By Summit Daily staff writer Eli Pace
People’s affinity for caffeine is hampering Breckenridge’s recycling efforts, as a recent waste audit revealed that coffee cups, of all things, are contaminating public recycling bins more frequently than any other waste item.
In late October, town staff audited a series of on-street recycling and trash receptacles to better understand what’s going where and the challenges it poses for recycling and waste management in public spaces.
Four different locations were targeted to measure both recycling contamination and recycling potential — or the amount of trash that’s going into the recycling bins and the amount of recyclable materials that are landing in the trashcans.
For the most part, the town’s trashcans are getting used properly with few recyclable materials making their way into the brown receptacles. The green recycling bins, however, are a different story.
As much as 50 percent of the town’s recycling is being contaminated, according to the audit. While contaminated recycling puts extra financial burdens on the town, it also leads to materials that otherwise could be recycled getting scrapped.

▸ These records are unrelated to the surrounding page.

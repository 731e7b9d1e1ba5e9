//! Request-scoped in-memory participation storage.

use super::{Participation, Participations, Storage};
use crate::error::StorageResult;
use parking_lot::RwLock;
use std::collections::HashMap;

/// In-memory store; lives as long as the request (or the test) does.
///
/// # Examples
///
/// ```
/// use armature_experiments::{MemoryStorage, Participation, Storage};
///
/// let storage = MemoryStorage::with_data([("t1", Participation::Excluded)]);
///
/// assert!(storage.has("t1")?);
/// assert_eq!(storage.get("t1")?, Some(Participation::Excluded));
/// assert_eq!(storage.get("t2")?, None);
/// # Ok::<(), armature_experiments::StorageError>(())
/// ```
#[derive(Debug, Default)]
pub struct MemoryStorage {
    data: RwLock<HashMap<String, Participation>>,
}

impl MemoryStorage {
    pub fn new() -> Self {
        Self::default()
    }

    /// Create a store pre-seeded with records
    pub fn with_data<I, K>(records: I) -> Self
    where
        I: IntoIterator<Item = (K, Participation)>,
        K: Into<String>,
    {
        let data = records
            .into_iter()
            .map(|(id, participation)| (id.into(), participation))
            .collect();

        Self {
            data: RwLock::new(data),
        }
    }

    pub fn len(&self) -> usize {
        self.data.read().len()
    }

    pub fn is_empty(&self) -> bool {
        self.data.read().is_empty()
    }
}

impl Storage for MemoryStorage {
    fn has(&self, id: &str) -> StorageResult<bool> {
        Ok(self.data.read().contains_key(id))
    }

    fn get(&self, id: &str) -> StorageResult<Option<Participation>> {
        Ok(self.data.read().get(id).cloned())
    }

    fn set(&self, id: &str, participation: Participation) -> StorageResult<()> {
        self.data.write().insert(id.to_string(), participation);
        Ok(())
    }

    fn remove(&self, id: &str) -> StorageResult<Option<Participation>> {
        Ok(self.data.write().remove(id))
    }

    fn all(&self) -> StorageResult<Participations> {
        Ok(self
            .data
            .read()
            .iter()
            .map(|(id, participation)| (id.clone(), participation.clone()))
            .collect())
    }

    fn clear(&self) -> StorageResult<Participations> {
        let removed = std::mem::take(&mut *self.data.write());
        Ok(removed.into_iter().collect())
    }
}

“It’s really important to get this contamination under control so our recyclables are being recycled,” said Breckenridge sustainability coordinator Jessie Burley.
Beyond the high contamination rate, the audit also showed that coffee cups are “the most problematic” source of contamination in the town’s on-street recycling bins, even as Breckenridge seeks to raise its recycling rates, according to the report.
That revelation has led Breckenridge town staff to consider a follow-up audit after they’re done installing new signage on the recycling bins.
The new signs are going up on the town’s 150 recycling and trash bins on Main Street and throughout Breckenridge. The signs identify commonly recycled items like clean paper, metal cans and plastic bottles while highlighting some of the things that people might think can be recycled but actually cannot.
“The idea is that people will recognize the color-coded signing and recycle right,” Burely said, adding that anytime a load of recycling is over 30 percent contamination, it’s not cost-effective to do anything else with the load other than trash it.
While coffee cups can be recycled by some companies, the processing facility the town contracts with does not have that capability, Burley explained, adding that the same goes for soiled food containers, which can’t be recycled for some of the same and for different reasons.
This includes not only coffee cups but pizza sleeves and boxes, ice cream bowls and other food containers. Burley said that the company can’t take these items, in part, because it can’t separate the polyurethane lining that’s put on many of these containers to prevent the food from making them soggy.
The town’s new signs were created in a partnership with Recycle Across America, which has produced similar signage across the country, Burley said. Town staff hope that by piggybacking the national recycling campaign, Breckenridge’s new trash and recycling signs will run consistent with what people might see in other places across the country.
Beyond the new signs, town staff has also proposed forming a work group comprised of the owners and managers at local coffee shops and cafés to talk about educating their customers about coffee cups and recycling to see if that can help reduce the high levels of contamination.
The audit did not look at potential composting opportunities, as town staff’s report explains that discarded food was a relatively small portion of the overall waste and recycling stream in the Main Street bins.